Work order =>
Beneath this task is a listing. State how many of its lines include the string "extractors", giving nothing but the number.
======
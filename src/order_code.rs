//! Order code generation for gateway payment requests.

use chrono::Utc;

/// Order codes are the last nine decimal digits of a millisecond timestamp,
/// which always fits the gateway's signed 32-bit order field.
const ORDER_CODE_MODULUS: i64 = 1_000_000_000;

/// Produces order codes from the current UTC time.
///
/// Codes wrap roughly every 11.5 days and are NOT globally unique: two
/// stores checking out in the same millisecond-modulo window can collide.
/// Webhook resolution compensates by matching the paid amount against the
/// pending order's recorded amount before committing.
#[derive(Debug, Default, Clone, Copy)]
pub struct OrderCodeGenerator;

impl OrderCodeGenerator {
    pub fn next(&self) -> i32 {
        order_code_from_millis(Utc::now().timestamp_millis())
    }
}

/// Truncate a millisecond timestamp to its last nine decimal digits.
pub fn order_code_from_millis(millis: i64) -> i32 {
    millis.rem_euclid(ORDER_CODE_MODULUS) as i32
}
======
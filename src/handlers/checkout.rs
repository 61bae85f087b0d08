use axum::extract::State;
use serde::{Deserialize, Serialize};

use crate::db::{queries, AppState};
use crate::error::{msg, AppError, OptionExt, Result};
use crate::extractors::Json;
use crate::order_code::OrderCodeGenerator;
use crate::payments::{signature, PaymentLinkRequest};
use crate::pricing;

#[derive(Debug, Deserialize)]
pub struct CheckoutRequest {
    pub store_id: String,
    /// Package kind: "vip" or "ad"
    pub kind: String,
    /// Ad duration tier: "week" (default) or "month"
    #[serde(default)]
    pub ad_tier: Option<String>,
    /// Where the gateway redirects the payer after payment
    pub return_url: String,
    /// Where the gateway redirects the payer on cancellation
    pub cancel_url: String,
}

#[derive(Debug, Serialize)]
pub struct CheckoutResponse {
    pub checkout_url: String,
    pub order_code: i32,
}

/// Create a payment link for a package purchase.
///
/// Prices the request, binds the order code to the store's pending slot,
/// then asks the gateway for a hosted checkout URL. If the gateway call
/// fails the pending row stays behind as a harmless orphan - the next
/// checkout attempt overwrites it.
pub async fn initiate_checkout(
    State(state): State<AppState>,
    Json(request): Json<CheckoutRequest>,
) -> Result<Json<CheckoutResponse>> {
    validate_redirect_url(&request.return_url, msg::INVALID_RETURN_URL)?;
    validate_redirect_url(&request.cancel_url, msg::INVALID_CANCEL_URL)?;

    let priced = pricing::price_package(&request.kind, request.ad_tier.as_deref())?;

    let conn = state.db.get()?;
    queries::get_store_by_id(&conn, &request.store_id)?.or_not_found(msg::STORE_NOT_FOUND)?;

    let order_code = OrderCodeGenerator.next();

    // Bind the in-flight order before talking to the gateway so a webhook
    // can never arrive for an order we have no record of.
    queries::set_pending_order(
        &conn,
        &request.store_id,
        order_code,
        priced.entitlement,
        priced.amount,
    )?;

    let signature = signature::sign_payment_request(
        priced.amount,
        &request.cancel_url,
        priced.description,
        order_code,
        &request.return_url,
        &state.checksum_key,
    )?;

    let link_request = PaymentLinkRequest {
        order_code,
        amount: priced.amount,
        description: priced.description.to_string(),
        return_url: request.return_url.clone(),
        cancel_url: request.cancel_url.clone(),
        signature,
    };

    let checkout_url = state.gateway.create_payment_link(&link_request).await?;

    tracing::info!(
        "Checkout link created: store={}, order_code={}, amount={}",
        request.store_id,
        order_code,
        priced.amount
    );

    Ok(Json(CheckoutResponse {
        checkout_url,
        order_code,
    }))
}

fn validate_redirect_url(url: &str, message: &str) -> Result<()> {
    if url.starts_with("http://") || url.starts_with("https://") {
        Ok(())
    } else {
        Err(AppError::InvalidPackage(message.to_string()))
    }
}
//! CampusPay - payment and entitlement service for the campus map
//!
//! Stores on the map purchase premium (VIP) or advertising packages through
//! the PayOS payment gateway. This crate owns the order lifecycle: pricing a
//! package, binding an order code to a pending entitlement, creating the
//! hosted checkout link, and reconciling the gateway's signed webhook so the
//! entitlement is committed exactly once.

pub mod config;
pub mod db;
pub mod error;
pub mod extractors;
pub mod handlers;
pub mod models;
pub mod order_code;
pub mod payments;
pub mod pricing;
======
Response below =>
2